San Francisco (awp/ats/reu/afp) - Un jury californien a considéré vendredi que le désherbant Roundup de Monsanto était à l'origine du cancer qu'a développé un agent d'entretien. Il a condamné le géant américain à lui verser 289 millions de dollars (287 millions de francs suisses). Monsanto fera appel.

Il a fallu trois jours aux jurés de la Cour supérieure de Californie pour annoncer leur décision. Ils ont estimé que Monsanto avait agi avec "malveillance" et que son herbicide Roundup, ainsi que sa version professionnelle RangerPro, avaient "considérablement" contribué à la maladie du plaignant, Dewayne Johnson.

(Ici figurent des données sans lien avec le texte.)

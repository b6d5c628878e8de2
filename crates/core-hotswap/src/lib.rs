//! Runtime State allocation and the Hot-Swap Engine (spec.md §3 "Ownership",
//! §4.11).
//!
//! `RuntimeState` bundles everything the Schedule Executor mutates across a
//! frame: the Value Store, State Buffer, Event Store, Frame Cache, Time
//! State, and the outer frame counter. It's allocated here rather than in
//! `core-exec` so hot-swap — a map-join against a fresh allocation — never
//! needs to depend on the executor crate, avoiding a cycle (`core-exec`
//! depends on `core-hotswap`, not the reverse).

use core_cache::FrameCache;
use core_events::EventStore;
use core_model::{CompiledProgram, RuntimeFault, TimeState};
use core_state::{StateBuffer, ValueStore};

/// Everything the executor owns and mutates for one compiled program
/// (spec.md §3 "Ownership": "the Schedule Executor owns one mutable Runtime
/// State").
pub struct RuntimeState {
    pub value_store: ValueStore,
    pub state_buffer: StateBuffer,
    pub event_store: EventStore,
    pub cache: FrameCache,
    pub time_state: TimeState,
    /// Outer frame counter, incremented once per `execute_frame` call
    /// (distinct from, but kept in step with, the Frame Cache's own
    /// `frameId` — spec.md §4.11 step 3 copies both across a swap).
    pub frame_id: u64,
}

impl RuntimeState {
    /// Allocate a fresh runtime for `program`: Value Store (including
    /// compile-time initial slot values), State Buffer (const-pool
    /// defaults), an empty Event Store, a zeroed Frame Cache, and zeroed
    /// Time State (spec.md §4.11 step 1).
    pub fn allocate(program: &CompiledProgram) -> Result<Self, RuntimeFault> {
        let mut value_store = ValueStore::new(&program.slots);
        for (&slot, value) in &program.initial_slot_values {
            value_store.load_initial(slot, value.clone())?;
        }
        let state_buffer = StateBuffer::new(&program.state_layout, &program.const_pool);
        let cache = FrameCache::new(program.signal_table.len(), program.field_table.len());
        Ok(Self {
            value_store,
            state_buffer,
            event_store: EventStore::new(),
            cache,
            time_state: TimeState::new(),
            frame_id: 0,
        })
    }
}

/// Replace a running program with a recompiled version without losing
/// state or time continuity (spec.md §4.11).
pub struct HotSwapEngine;

impl HotSwapEngine {
    /// Build a new `RuntimeState` for `new_program`, preserving state cells
    /// that match by stable key/storage/size from `old`, and preserving
    /// frame and time continuity. Never mutates `old` — on construction
    /// failure the caller keeps running the old runtime/program unchanged
    /// (spec.md §7 "Hot-swap failure modes are confined").
    pub fn swap(
        old: &RuntimeState,
        old_program: &CompiledProgram,
        new_program: &CompiledProgram,
    ) -> Result<RuntimeState, RuntimeFault> {
        let mut new_state = RuntimeState::allocate(new_program).map_err(|e| {
            tracing::error!(target: "hotswap.apply", error = %e, "construction_failed");
            RuntimeFault::HotSwapConstructionFailed {
                reason: e.to_string(),
            }
        })?;

        Self::preserve_state_cells(old, old_program, new_program, &mut new_state);

        // Preserve time continuity (step 3): frame counters and TimeState.
        new_state.frame_id = old.frame_id;
        new_state.cache.restore_frame_id(old.cache.frame_id());
        new_state.time_state = old.time_state;

        // Invalidate per-frame caches on the new runtime (step 4). The
        // fresh allocation already has zeroed stamps and an empty buffer
        // map, but `invalidate` is still called for the case a future
        // allocation strategy starts warm.
        new_state.cache.invalidate();

        tracing::debug!(
            target: "hotswap.apply",
            preserved_cells = new_program.state_layout.cells.len(),
            frame_id = new_state.frame_id,
            "swapped"
        );
        Ok(new_state)
    }

    fn preserve_state_cells(
        old: &RuntimeState,
        old_program: &CompiledProgram,
        new_program: &CompiledProgram,
        new_state: &mut RuntimeState,
    ) {
        for new_cell in &new_program.state_layout.cells {
            let matched = old_program
                .state_layout
                .find(&new_cell.key)
                .filter(|old_cell| old_cell.storage == new_cell.storage && old_cell.size == new_cell.size);
            if let Some(old_cell) = matched {
                new_state
                    .state_buffer
                    .copy_cell_from(new_cell, &old.state_buffer, old_cell);
                tracing::trace!(target: "hotswap.apply", key = ?new_cell.key, "cell_preserved");
            } else {
                tracing::trace!(target: "hotswap.apply", key = ?new_cell.key, "cell_reinitialized");
            }
            // Cells in `old_program` but not `new_program` are simply never
            // visited here, which is the "dropped silently" behavior spec.md
            // §4.11 step 2 calls for.
        }
    }
}

#[cfg(test)]
mod tests {
    use super::*;
    use core_model::{
        BankSizes, ConstPool, DebugMetadata, Domain, OutputSpec, Schedule, SlotId, StableKey,
        StateCellMeta, StateLayout, StorageClass, TimeModel, World,
    };
    use std::collections::HashMap;

    fn program_with_layout(layout: StateLayout) -> CompiledProgram {
        CompiledProgram {
            time_model: TimeModel::Infinite,
            slots: vec![core_model::SlotMeta::new(
                SlotId(0),
                StorageClass::F64,
                0,
                World::Special,
                Domain::Float,
            )],
            state_layout: layout,
            const_pool: ConstPool::new(),
            signal_table: vec![],
            field_table: vec![],
            event_table: vec![],
            schedule: Schedule::default(),
            initial_slot_values: HashMap::new(),
            output: OutputSpec {
                primary_output_slot: SlotId(0),
            },
            debug: DebugMetadata::default(),
            t_abs_slot: SlotId(0),
            t_model_slot: SlotId(0),
            phase_slot: None,
            progress_slot: None,
            wrap_event_slot: None,
        }
    }

    #[test]
    fn matching_cell_is_preserved_nonmatching_dropped_new_initialized() {
        let mut const_pool = ConstPool::new();
        let forty_two = const_pool.push_f64(42.0);

        let old_layout = StateLayout {
            cells: vec![
                StateCellMeta {
                    key: StableKey::new("nodeA", "accumulator"),
                    storage: StorageClass::F64,
                    offset: 0,
                    size: 1,
                    initial_const_id: None,
                },
                StateCellMeta {
                    key: StableKey::new("nodeB", "value"),
                    storage: StorageClass::F64,
                    offset: 1,
                    size: 1,
                    initial_const_id: None,
                },
            ],
            bank_sizes: BankSizes {
                f64_len: 2,
                f32_len: 0,
                i32_len: 0,
            },
        };
        let mut old_program = program_with_layout(old_layout.clone());
        old_program.const_pool = const_pool.clone();

        let new_layout = StateLayout {
            cells: vec![
                StateCellMeta {
                    key: StableKey::new("nodeA", "accumulator"),
                    storage: StorageClass::F64,
                    offset: 0,
                    size: 1,
                    initial_const_id: None,
                },
                StateCellMeta {
                    key: StableKey::new("nodeC", "value"),
                    storage: StorageClass::F64,
                    offset: 1,
                    size: 1,
                    initial_const_id: Some(forty_two),
                },
            ],
            bank_sizes: BankSizes {
                f64_len: 2,
                f32_len: 0,
                i32_len: 0,
            },
        };
        let mut new_program = program_with_layout(new_layout);
        new_program.const_pool = const_pool;

        let mut old_runtime = RuntimeState::allocate(&old_program).unwrap();
        let acc_cell = old_program
            .state_layout
            .find(&StableKey::new("nodeA", "accumulator"))
            .unwrap()
            .clone();
        old_runtime.state_buffer.f64_slice_mut(&acc_cell)[0] = 77.7;
        let val_cell = old_program
            .state_layout
            .find(&StableKey::new("nodeB", "value"))
            .unwrap()
            .clone();
        old_runtime.state_buffer.f64_slice_mut(&val_cell)[0] = 11.1;
        old_runtime.frame_id = 9;

        let new_runtime = HotSwapEngine::swap(&old_runtime, &old_program, &new_program).unwrap();

        let new_acc = new_program
            .state_layout
            .find(&StableKey::new("nodeA", "accumulator"))
            .unwrap()
            .clone();
        assert_eq!(new_runtime.state_buffer.f64_slice(&new_acc), &[77.7]);

        let new_c = new_program
            .state_layout
            .find(&StableKey::new("nodeC", "value"))
            .unwrap()
            .clone();
        assert_eq!(new_runtime.state_buffer.f64_slice(&new_c), &[42.0]);

        assert_eq!(new_runtime.frame_id, 9);
    }

    #[test]
    fn swap_to_identical_program_is_identity_on_state() {
        let layout = StateLayout {
            cells: vec![StateCellMeta {
                key: StableKey::new("n1", "x"),
                storage: StorageClass::F64,
                offset: 0,
                size: 1,
                initial_const_id: None,
            }],
            bank_sizes: BankSizes {
                f64_len: 1,
                f32_len: 0,
                i32_len: 0,
            },
        };
        let program = program_with_layout(layout);
        let mut old_runtime = RuntimeState::allocate(&program).unwrap();
        let cell = program.state_layout.find(&StableKey::new("n1", "x")).unwrap().clone();
        old_runtime.state_buffer.f64_slice_mut(&cell)[0] = 5.0;

        let new_runtime = HotSwapEngine::swap(&old_runtime, &program, &program).unwrap();
        assert_eq!(new_runtime.state_buffer.f64_slice(&cell), &[5.0]);
    }

    #[test]
    fn frame_cache_id_and_time_state_are_preserved() {
        let program = program_with_layout(StateLayout::default());
        let mut old_runtime = RuntimeState::allocate(&program).unwrap();
        old_runtime.cache.new_frame();
        old_runtime.cache.new_frame();
        old_runtime.time_state.wrap_count = 3;
        old_runtime.time_state.prev_t_abs_ms = 1234.5;
        old_runtime.time_state.has_prev = true;

        let new_runtime = HotSwapEngine::swap(&old_runtime, &program, &program).unwrap();
        assert_eq!(new_runtime.cache.frame_id(), old_runtime.cache.frame_id());
        assert_eq!(new_runtime.time_state.wrap_count, 3);
        assert_eq!(new_runtime.time_state.prev_t_abs_ms, 1234.5);
    }
}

Ce dernier réclamait plus de 400 millions de dollars, estimant que ces produits avaient entraîné son cancer et que Monsanto avait sciemment caché leur dangerosité. Le géant américain a été condamné à 250 millions de dollars de dommages punitifs, assortis de 39,2 millions de dollars d'intérêts compensatoires.

Recours de Monsanto

"J'ai reçu beaucoup de soutien depuis le début de cette affaire (...) Je suis content de pouvoir aider une cause qui me dépasse largement. Et j'espère que cette décision commencera à lui apporter l'attention dont elle a besoin", a réagi M. Johnson lors d'une conférence de presse.

"Le jury a eu tort", a répliqué le vice-président de Monsanto Scott Partridge devant le tribunal. L'entreprise a par ailleurs immédiatement annoncé dans un communiqué qu'elle avait l'intention de faire appel et réitérant l'idée que le glyphosate, principe actif du Roundup, ne cause pas le cancer et n'est pas responsable de la maladie du plaignant.

"Nous exprimons notre sympathie à M. Johnson et à sa famille. La décision d'aujourd'hui ne change pas le fait que 800 études scientifiques et les conclusions de l'agence américaine de la protection de l'environnement (EPA), des instituts nationaux pour la santé et des autres autorités de régulation à travers le monde soutiennent que le glyphosate ne cause pas de cancer et n'a pas causé le cancer de M. Johnson", affirme le groupe.

En phase terminale

Le géant agrochimique, qui vient d'être racheté par l'allemand Bayer, était poursuivi par cet Américain de 46 ans qui a abondamment utilisé le désherbant Roundup et sa version professionnelle plus puissante, le RangerPro, dans le cadre de son travail de jardinier, entre 2012 et 2014.

Ce père de trois garçons a été diagnostiqué en 2014 d'un lymphome non hodgkinien, un cancer incurable du système lymphatique. Les médecins lui donnent moins de deux ans à vivre.

M. Johnson, qui n'avait pas de problème de santé auparavant, à expliquer, lors de son témoignage fin juillet, qu'il n'avait aucune idée des controverses sur le glyphosate avant de voir des marques sur sa peau et de se renseigner sur internet.

Pour ses avocats, Monsanto a fait passer ses bénéfices avant la santé publique en bataillant contre des études faisant état de risques cancérigènes autour du Roundup.

Pour Monsanto, il n'y a aucun lien entre cancer et glyphosate et donc aucune raison d'avertir d'un danger quelconque à propos de cette substance très controversée.

Près de 5000 procédures en cours

Ce dossier est le premier d'une longue liste de plaintes visant Monsanto. Près de 5000 procédures similaires sont actuellement à l'examen aux Etats-Unis. Le verdict de vendredi "va provoquer une cascade de nouvelles affaires", selon Robert F. Kennedy Jr, membre de l'équipe d'avocats autour du plaignant.

Les inquiétudes sur le glyphosate, l'un des composants essentiels de l'herbicide Roundup, ont donné lieu à l'ouverture d'innombrables enquêtes aux Etats-Unis et déclenché un débat d'experts en Europe après des conclusions contradictoires.

Malgré ces débats, les pays de l'Union européenne ont voté de justesse en novembre en faveur du renouvellement pour cinq ans de l'autorisation de l'herbicide.

En Suisse, le Conseil fédéral a estimé en mai qu'il n'y a toujours pas de raison d'interdire le glyphosate. Les concentrations mesurées sont si faibles qu'elles ne présentent pas de danger pour la santé du consommateur, selon lui.